Falcke et al.: Low-Luminosity and Radio-Weak Blazars?
Blazars in Low-Luminosity and Radio-Weak AGN?
Heino Falcke, Sera Markoff, & Peter L. Biermann
Max-Planck-Institut für Radioastronomie, Auf den Hügel 69, D-53121 Bonn, Germany
in "Blazar Demographics and Physics", ASP Conf. Ser. Vol. 227,
Eds. P. Padovani & M.C. Urry, p. 56
Typical blazars seem to be associated with FR I and FR II radio
galaxies and radio-loud quasars. However, what happens at lower
powers? Do blazars exist in low-luminosity AGN or do they exist in
radio-quiet AGN? Our recent detection of superluminal motion in a
supposedly radio-quiet Seyfert raises the question whether beaming can
play an important role in some of these objects as well.
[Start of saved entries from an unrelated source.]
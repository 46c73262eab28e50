use std::collections::BTreeMap;

use crate::approximation::ScalarFunctionQuadraticApproximation;
use crate::error::{DdpError, DdpResult};
use crate::problem::target::TargetTrajectories;
use crate::{Matrix, Scalar, Vector};

/// Running cost `L(t, x, u)`.
pub trait StateInputCost: Send + Sync {
    fn is_active(&self) -> bool {
        true
    }

    fn value(&self, time: Scalar, state: &Vector, input: &Vector, target: &TargetTrajectories) -> Scalar;

    fn quadratic_approximation(
        &self,
        time: Scalar,
        state: &Vector,
        input: &Vector,
        target: &TargetTrajectories,
    ) -> ScalarFunctionQuadraticApproximation;
}

/// State-only cost `Φ(t, x)`, used as running, pre-jump and final cost.
///
/// The quadratic approximation carries empty input derivatives.
pub trait StateCost: Send + Sync {
    fn is_active(&self) -> bool {
        true
    }

    fn value(&self, time: Scalar, state: &Vector, target: &TargetTrajectories) -> Scalar;

    fn quadratic_approximation(
        &self,
        time: Scalar,
        state: &Vector,
        target: &TargetTrajectories,
    ) -> ScalarFunctionQuadraticApproximation;
}

/// Named cost terms, evaluated in name order.
pub struct CostCollection<C: ?Sized> {
    terms: BTreeMap<String, Box<C>>,
}

pub type StateInputCostCollection = CostCollection<dyn StateInputCost>;
pub type StateCostCollection = CostCollection<dyn StateCost>;

impl<C: ?Sized> Default for CostCollection<C> {
    fn default() -> Self {
        Self {
            terms: BTreeMap::new(),
        }
    }
}

impl<C: ?Sized> CostCollection<C> {
    pub fn new() -> Self {
        Self::default()
    }

    /// Adds a term. Names must be unique.
    pub fn add(&mut self, name: impl Into<String>, term: Box<C>) -> DdpResult<()> {
        let name = name.into();
        if self.terms.contains_key(&name) {
            return Err(DdpError::DuplicateTerm(name));
        }
        self.terms.insert(name, term);
        Ok(())
    }

    pub fn get(&self, name: &str) -> Option<&C> {
        self.terms.get(name).map(|t| t.as_ref())
    }

    pub fn get_mut(&mut self, name: &str) -> Option<&mut C> {
        self.terms.get_mut(name).map(|t| t.as_mut())
    }

    pub fn len(&self) -> usize {
        self.terms.len()
    }

    pub fn is_empty(&self) -> bool {
        self.terms.is_empty()
    }
}

impl CostCollection<dyn StateInputCost> {
    pub fn value(&self, time: Scalar, state: &Vector, input: &Vector, target: &TargetTrajectories) -> Scalar {
        self.terms
            .values()
            .filter(|term| term.is_active())
            .map(|term| term.value(time, state, input, target))
            .sum()
    }

    pub fn quadratic_approximation(
        &self,
        time: Scalar,
        state: &Vector,
        input: &Vector,
        target: &TargetTrajectories,
    ) -> ScalarFunctionQuadraticApproximation {
        let mut cost = ScalarFunctionQuadraticApproximation::zero(state.len(), input.len());
        for term in self.terms.values().filter(|term| term.is_active()) {
            cost += &term.quadratic_approximation(time, state, input, target);
        }
        cost
    }
}

impl CostCollection<dyn StateCost> {
    pub fn value(&self, time: Scalar, state: &Vector, target: &TargetTrajectories) -> Scalar {
        self.terms
            .values()
            .filter(|term| term.is_active())
            .map(|term| term.value(time, state, target))
            .sum()
    }

    pub fn quadratic_approximation(
        &self,
        time: Scalar,
        state: &Vector,
        target: &TargetTrajectories,
    ) -> ScalarFunctionQuadraticApproximation {
        let mut cost = ScalarFunctionQuadraticApproximation::zero(state.len(), 0);
        for term in self.terms.values().filter(|term| term.is_active()) {
            let approx = term.quadratic_approximation(time, state, target);
            cost.f += approx.f;
            cost.dfdx += &approx.dfdx;
            cost.dfdxx += &approx.dfdxx;
        }
        cost
    }
}

/// Adds the state derivatives of `state_cost` to `cost`.
pub fn add_state_cost(
    cost: &mut ScalarFunctionQuadraticApproximation,
    state_cost: &ScalarFunctionQuadraticApproximation,
) {
    cost.f += state_cost.f;
    cost.dfdx += &state_cost.dfdx;
    cost.dfdxx += &state_cost.dfdxx;
}

/// `½ δxᵀ Q δx + ½ δuᵀ R δu + δuᵀ P δx` around the target trajectories.
#[derive(Debug, Clone, PartialEq)]
pub struct QuadraticStateInputCost {
    q: Matrix,
    r: Matrix,
    p: Matrix,
}

impl QuadraticStateInputCost {
    pub fn new(q: Matrix, r: Matrix) -> Self {
        let p = Matrix::zeros(r.nrows(), q.nrows());
        Self { q, r, p }
    }

    pub fn with_cross_term(mut self, p: Matrix) -> Self {
        self.p = p;
        self
    }

    fn deviations(&self, time: Scalar, state: &Vector, input: &Vector, target: &TargetTrajectories) -> (Vector, Vector) {
        (state - target.desired_state(time), input - target.desired_input(time))
    }
}

impl StateInputCost for QuadraticStateInputCost {
    fn value(&self, time: Scalar, state: &Vector, input: &Vector, target: &TargetTrajectories) -> Scalar {
        let (dx, du) = self.deviations(time, state, input, target);
        0.5 * dx.dot(&(&self.q * &dx)) + 0.5 * du.dot(&(&self.r * &du)) + du.dot(&(&self.p * &dx))
    }

    fn quadratic_approximation(
        &self,
        time: Scalar,
        state: &Vector,
        input: &Vector,
        target: &TargetTrajectories,
    ) -> ScalarFunctionQuadraticApproximation {
        let (dx, du) = self.deviations(time, state, input, target);
        ScalarFunctionQuadraticApproximation {
            f: self.value(time, state, input, target),
            dfdx: &self.q * &dx + self.p.transpose() * &du,
            dfdu: &self.r * &du + &self.p * &dx,
            dfdxx: self.q.clone(),
            dfduu: self.r.clone(),
            dfdux: self.p.clone(),
        }
    }
}

/// `½ δxᵀ Q δx` around the target state.
#[derive(Debug, Clone, PartialEq)]
pub struct QuadraticStateCost {
    q: Matrix,
}

impl QuadraticStateCost {
    pub fn new(q: Matrix) -> Self {
        Self { q }
    }
}

impl StateCost for QuadraticStateCost {
    fn value(&self, time: Scalar, state: &Vector, target: &TargetTrajectories) -> Scalar {
        let dx = state - target.desired_state(time);
        0.5 * dx.dot(&(&self.q * &dx))
    }

    fn quadratic_approximation(
        &self,
        time: Scalar,
        state: &Vector,
        target: &TargetTrajectories,
    ) -> ScalarFunctionQuadraticApproximation {
        let dx = state - target.desired_state(time);
        let n = state.len();
        ScalarFunctionQuadraticApproximation {
            f: 0.5 * dx.dot(&(&self.q * &dx)),
            dfdx: &self.q * &dx,
            dfdu: Vector::zeros(0),
            dfdxx: self.q.clone(),
            dfduu: Matrix::zeros(0, 0),
            dfdux: Matrix::zeros(0, n),
        }
    }
}

#[cfg(test)]
mod tests {
    use super::*;
    use approx::assert_relative_eq;

    struct Inactive;

    impl StateInputCost for Inactive {
        fn is_active(&self) -> bool {
            false
        }
        fn value(&self, _: Scalar, _: &Vector, _: &Vector, _: &TargetTrajectories) -> Scalar {
            100.0
        }
        fn quadratic_approximation(
            &self,
            _: Scalar,
            state: &Vector,
            input: &Vector,
            _: &TargetTrajectories,
        ) -> ScalarFunctionQuadraticApproximation {
            let mut approx = ScalarFunctionQuadraticApproximation::zero(state.len(), input.len());
            approx.f = 100.0;
            approx
        }
    }

    fn target() -> TargetTrajectories {
        TargetTrajectories::constant(Vector::from_vec(vec![1.0, 0.0]), Vector::zeros(1))
    }

    #[test]
    fn test_collection_sums_active_terms() {
        let mut collection = StateInputCostCollection::new();
        collection
            .add("quadratic", Box::new(QuadraticStateInputCost::new(Matrix::identity(2, 2), Matrix::identity(1, 1))))
            .unwrap();
        collection.add("inactive", Box::new(Inactive)).unwrap();

        let x = Vector::from_vec(vec![2.0, 1.0]);
        let u = Vector::from_vec(vec![2.0]);
        assert_relative_eq!(collection.value(0.0, &x, &u, &target()), 3.0);

        let approx = collection.quadratic_approximation(0.0, &x, &u, &target());
        assert_relative_eq!(approx.f, 3.0);
        assert_relative_eq!(approx.dfdx, Vector::from_vec(vec![1.0, 1.0]));
        assert_relative_eq!(approx.dfdu, Vector::from_vec(vec![2.0]));
    }

    #[test]
    fn test_duplicate_names_rejected() {
        let mut collection = StateCostCollection::new();
        collection.add("q", Box::new(QuadraticStateCost::new(Matrix::identity(2, 2)))).unwrap();
        let err = collection.add("q", Box::new(QuadraticStateCost::new(Matrix::identity(2, 2))));
        assert!(matches!(err, Err(DdpError::DuplicateTerm(name)) if name == "q"));
        assert_eq!(collection.len(), 1);
    }

    #[test]
    fn test_state_cost_approximation() {
        let mut collection = StateCostCollection::new();
        collection.add("q", Box::new(QuadraticStateCost::new(Matrix::identity(2, 2) * 2.0))).unwrap();
        let approx = collection.quadratic_approximation(0.0, &Vector::from_vec(vec![2.0, 0.0]), &target());
        assert_relative_eq!(approx.f, 1.0);
        assert_relative_eq!(approx.dfdx[0], 2.0);
        assert_eq!(approx.dfdu.len(), 0);
    }
}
Moreover,
VLBI observations of nearby low-luminosity AGN reveal compact
flat-spectrum radio cores very similar to those in bright radio-loud
blazars. Furthermore, with the detection of X-ray emission from the
least luminous AGN we can study, Sgr A* in the Galactic Center, this
source seems to be dominated entirely by non-thermal emission -- like
in BL Lacs. The same may be true for some X-ray binaries in the
Low/Hard-state. Inclusion of low-power radio jets into the overall
picture provides some clues for what type of accretion is important,
what the power, radiative efficiency and matter-content of jets is,
and what mechanism could be responsible for making jets radio-loud. We
specifically discuss whether proton-proton collisions in a hot
accretion flow could provide the switch for the radio-dichotomy.